Exercise ▸
Taking the listing below, restate word for word each line from the line with "hasher.update(&source.ip.octets());" to the line with "fn source(port: u16)", ends included, and stop there.

Data to use ▸

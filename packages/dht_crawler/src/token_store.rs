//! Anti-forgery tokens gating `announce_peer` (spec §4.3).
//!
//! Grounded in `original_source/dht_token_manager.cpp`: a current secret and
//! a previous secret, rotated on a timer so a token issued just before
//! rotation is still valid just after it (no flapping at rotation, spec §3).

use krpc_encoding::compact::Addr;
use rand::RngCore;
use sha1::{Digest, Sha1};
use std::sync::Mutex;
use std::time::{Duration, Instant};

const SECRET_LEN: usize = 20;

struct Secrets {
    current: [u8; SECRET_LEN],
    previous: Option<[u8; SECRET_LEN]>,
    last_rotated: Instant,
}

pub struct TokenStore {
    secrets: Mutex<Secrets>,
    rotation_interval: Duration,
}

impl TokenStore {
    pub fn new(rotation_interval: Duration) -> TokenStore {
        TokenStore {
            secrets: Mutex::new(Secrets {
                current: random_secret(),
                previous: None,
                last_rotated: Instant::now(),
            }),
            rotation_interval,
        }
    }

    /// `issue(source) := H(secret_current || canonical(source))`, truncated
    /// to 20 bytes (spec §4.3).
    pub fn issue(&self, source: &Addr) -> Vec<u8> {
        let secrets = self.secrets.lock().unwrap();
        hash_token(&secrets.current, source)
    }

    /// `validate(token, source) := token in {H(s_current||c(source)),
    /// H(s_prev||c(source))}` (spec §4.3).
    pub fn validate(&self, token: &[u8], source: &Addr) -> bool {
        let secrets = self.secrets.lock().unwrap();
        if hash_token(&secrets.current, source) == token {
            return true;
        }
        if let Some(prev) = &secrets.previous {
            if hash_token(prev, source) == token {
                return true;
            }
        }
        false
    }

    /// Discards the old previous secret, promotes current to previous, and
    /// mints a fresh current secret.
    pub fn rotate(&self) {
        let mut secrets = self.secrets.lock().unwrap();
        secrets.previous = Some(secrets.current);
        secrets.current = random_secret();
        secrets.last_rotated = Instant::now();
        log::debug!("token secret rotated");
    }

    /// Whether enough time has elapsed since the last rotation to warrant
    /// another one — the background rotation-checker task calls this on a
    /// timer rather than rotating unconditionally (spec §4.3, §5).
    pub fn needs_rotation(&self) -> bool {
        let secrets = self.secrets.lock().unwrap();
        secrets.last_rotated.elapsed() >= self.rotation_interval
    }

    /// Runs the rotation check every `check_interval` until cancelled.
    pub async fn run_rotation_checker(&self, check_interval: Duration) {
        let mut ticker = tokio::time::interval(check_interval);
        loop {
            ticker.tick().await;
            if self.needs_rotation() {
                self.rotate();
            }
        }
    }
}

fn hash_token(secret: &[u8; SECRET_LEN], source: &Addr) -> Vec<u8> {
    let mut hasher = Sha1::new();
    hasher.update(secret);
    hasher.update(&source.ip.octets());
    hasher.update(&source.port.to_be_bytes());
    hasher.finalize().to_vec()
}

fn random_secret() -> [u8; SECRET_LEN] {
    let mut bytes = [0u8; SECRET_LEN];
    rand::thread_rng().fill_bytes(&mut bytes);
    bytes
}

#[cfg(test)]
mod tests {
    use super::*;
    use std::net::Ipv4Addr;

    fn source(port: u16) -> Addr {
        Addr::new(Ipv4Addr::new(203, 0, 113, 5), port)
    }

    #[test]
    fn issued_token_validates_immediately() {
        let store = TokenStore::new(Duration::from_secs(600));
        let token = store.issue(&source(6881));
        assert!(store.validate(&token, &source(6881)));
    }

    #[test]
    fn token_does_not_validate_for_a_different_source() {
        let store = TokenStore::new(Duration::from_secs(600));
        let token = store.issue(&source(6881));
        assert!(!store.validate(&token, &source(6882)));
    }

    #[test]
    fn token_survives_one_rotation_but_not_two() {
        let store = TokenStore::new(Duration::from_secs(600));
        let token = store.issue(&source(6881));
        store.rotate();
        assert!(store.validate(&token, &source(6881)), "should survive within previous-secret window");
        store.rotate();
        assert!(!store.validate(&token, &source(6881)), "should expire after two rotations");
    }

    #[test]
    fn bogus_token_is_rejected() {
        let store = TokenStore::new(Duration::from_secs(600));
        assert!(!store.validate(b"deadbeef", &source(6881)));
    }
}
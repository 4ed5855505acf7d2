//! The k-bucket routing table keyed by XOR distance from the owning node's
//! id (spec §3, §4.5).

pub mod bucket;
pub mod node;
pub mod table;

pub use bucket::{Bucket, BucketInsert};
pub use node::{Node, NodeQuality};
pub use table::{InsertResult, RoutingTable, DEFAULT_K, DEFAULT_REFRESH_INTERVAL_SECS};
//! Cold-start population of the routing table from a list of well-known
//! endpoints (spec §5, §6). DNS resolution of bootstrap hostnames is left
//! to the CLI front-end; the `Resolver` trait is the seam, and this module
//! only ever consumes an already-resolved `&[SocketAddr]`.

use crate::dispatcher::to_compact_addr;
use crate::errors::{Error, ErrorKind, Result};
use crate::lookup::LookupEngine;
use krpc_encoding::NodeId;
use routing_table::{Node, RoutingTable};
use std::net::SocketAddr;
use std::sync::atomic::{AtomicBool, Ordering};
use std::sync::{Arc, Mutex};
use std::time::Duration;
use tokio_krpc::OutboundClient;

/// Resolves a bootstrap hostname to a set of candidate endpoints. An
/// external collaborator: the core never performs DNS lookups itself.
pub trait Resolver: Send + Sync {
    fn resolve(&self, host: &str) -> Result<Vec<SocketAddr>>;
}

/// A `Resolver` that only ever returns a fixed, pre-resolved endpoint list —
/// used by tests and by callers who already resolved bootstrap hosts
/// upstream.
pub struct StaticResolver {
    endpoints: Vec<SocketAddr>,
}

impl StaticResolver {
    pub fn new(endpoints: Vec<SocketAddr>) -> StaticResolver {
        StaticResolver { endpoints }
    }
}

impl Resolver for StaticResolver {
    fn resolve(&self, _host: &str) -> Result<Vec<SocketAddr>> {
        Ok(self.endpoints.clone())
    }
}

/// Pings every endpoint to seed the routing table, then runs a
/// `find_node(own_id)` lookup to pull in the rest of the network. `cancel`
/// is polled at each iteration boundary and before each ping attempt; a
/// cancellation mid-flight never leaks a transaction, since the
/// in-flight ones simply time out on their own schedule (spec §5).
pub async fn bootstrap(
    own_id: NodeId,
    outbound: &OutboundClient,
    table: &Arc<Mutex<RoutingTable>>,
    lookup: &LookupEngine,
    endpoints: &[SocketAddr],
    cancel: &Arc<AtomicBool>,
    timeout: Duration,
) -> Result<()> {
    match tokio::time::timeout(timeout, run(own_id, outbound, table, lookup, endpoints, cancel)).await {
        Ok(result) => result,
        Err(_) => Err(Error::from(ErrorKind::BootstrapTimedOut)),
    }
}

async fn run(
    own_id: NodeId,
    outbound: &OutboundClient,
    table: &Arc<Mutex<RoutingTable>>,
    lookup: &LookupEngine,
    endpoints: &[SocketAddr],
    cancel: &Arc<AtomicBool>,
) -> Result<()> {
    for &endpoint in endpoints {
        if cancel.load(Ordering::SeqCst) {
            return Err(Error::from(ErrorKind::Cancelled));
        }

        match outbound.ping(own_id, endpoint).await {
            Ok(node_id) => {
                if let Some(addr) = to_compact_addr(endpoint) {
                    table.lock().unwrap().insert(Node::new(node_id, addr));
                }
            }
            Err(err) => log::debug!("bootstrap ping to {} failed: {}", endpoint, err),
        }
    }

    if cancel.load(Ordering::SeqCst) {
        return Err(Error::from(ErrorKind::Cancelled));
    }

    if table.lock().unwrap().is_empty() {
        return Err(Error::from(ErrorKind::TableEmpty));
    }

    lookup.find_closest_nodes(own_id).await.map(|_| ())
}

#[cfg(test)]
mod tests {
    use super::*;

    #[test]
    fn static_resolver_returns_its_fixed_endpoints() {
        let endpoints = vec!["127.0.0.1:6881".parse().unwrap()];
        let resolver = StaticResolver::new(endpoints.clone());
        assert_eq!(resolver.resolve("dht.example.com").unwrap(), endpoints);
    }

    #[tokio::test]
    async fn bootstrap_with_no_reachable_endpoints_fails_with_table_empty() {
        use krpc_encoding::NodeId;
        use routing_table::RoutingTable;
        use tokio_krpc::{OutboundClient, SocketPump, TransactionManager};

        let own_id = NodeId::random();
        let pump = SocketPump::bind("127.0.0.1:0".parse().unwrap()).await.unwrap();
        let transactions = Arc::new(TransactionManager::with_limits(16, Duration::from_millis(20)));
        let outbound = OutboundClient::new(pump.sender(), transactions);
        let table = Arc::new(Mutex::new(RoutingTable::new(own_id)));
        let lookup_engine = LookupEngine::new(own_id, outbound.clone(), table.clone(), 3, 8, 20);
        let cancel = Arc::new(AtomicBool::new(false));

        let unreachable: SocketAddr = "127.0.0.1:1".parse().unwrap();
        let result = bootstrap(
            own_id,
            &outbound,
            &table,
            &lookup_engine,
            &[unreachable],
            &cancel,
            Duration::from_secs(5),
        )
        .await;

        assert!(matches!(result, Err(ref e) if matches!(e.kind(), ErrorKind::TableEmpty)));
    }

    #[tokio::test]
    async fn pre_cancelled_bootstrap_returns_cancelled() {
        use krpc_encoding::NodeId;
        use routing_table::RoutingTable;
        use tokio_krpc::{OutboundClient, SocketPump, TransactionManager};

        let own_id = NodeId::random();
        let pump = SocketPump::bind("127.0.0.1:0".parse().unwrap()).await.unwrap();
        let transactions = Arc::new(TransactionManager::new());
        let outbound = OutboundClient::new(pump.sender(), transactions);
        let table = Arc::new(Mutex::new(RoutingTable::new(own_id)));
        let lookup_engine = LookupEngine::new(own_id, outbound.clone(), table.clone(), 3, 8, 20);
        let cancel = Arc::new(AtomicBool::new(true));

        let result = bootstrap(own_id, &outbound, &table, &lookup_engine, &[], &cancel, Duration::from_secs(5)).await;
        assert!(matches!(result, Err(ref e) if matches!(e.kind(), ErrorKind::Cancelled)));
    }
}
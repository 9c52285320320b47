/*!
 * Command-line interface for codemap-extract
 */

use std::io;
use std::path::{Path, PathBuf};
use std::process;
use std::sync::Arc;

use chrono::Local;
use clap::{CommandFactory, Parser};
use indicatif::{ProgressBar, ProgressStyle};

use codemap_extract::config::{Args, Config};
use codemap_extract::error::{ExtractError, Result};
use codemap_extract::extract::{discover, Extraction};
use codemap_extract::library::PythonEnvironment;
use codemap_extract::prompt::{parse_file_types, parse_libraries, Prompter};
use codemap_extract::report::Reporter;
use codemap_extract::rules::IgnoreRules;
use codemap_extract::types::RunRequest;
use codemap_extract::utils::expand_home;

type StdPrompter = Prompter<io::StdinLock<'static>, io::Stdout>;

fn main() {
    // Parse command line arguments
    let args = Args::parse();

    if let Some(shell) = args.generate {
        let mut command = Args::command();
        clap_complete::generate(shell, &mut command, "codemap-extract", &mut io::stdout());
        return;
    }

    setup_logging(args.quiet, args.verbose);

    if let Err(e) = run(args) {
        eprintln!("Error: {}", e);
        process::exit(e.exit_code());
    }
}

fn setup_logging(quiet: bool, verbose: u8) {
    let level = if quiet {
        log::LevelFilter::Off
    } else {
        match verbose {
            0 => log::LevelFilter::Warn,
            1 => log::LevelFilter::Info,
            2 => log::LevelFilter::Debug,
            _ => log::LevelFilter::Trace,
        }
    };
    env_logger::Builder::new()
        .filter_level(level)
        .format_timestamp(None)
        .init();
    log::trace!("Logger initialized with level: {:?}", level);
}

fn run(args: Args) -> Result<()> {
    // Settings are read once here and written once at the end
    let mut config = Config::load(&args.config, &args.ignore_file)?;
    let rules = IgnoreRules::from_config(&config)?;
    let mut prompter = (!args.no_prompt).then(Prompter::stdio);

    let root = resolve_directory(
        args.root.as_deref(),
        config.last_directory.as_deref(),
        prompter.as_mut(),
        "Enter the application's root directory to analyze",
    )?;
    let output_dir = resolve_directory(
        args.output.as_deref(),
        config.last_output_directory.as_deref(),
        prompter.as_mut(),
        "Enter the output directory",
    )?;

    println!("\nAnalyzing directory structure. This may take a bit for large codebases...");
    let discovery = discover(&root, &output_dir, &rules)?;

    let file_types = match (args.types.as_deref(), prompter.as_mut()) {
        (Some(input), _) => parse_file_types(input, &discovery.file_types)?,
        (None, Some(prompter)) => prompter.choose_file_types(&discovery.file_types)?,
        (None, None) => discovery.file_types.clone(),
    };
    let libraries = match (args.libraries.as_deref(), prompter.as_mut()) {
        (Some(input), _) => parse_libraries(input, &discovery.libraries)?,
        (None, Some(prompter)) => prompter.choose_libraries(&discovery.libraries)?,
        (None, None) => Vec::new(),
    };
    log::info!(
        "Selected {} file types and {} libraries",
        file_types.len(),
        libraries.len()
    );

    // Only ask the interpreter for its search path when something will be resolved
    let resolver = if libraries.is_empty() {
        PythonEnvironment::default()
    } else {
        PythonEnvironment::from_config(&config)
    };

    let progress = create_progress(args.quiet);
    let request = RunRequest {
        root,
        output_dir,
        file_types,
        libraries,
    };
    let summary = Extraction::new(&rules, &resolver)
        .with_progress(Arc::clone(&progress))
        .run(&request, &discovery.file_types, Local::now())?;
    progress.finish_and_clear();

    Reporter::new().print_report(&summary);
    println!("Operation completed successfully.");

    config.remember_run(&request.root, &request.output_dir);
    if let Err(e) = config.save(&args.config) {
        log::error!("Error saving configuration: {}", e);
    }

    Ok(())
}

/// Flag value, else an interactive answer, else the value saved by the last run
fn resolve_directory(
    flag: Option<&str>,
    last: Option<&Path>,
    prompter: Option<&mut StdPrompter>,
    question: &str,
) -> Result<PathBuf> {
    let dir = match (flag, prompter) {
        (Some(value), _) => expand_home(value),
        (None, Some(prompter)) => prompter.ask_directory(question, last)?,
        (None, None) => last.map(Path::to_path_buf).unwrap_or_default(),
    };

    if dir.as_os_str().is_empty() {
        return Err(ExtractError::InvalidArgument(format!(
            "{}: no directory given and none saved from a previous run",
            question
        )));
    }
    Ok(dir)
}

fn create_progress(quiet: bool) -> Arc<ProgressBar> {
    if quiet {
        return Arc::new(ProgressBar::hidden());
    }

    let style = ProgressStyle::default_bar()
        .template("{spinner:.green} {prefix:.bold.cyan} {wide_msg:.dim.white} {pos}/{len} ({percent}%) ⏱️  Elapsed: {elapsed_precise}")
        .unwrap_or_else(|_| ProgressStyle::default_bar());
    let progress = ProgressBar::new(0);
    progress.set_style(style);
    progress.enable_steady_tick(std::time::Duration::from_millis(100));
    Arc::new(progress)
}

Solution to this exercise ▸
    hasher.update(&source.ip.octets());
    hasher.update(&source.port.to_be_bytes());
    hasher.finalize().to_vec()
}

fn random_secret() -> [u8; SECRET_LEN] {
    let mut bytes = [0u8; SECRET_LEN];
    rand::thread_rng().fill_bytes(&mut bytes);
    bytes
}

#[cfg(test)]
mod tests {
    use super::*;
    use std::net::Ipv4Addr;

    fn source(port: u16) -> Addr {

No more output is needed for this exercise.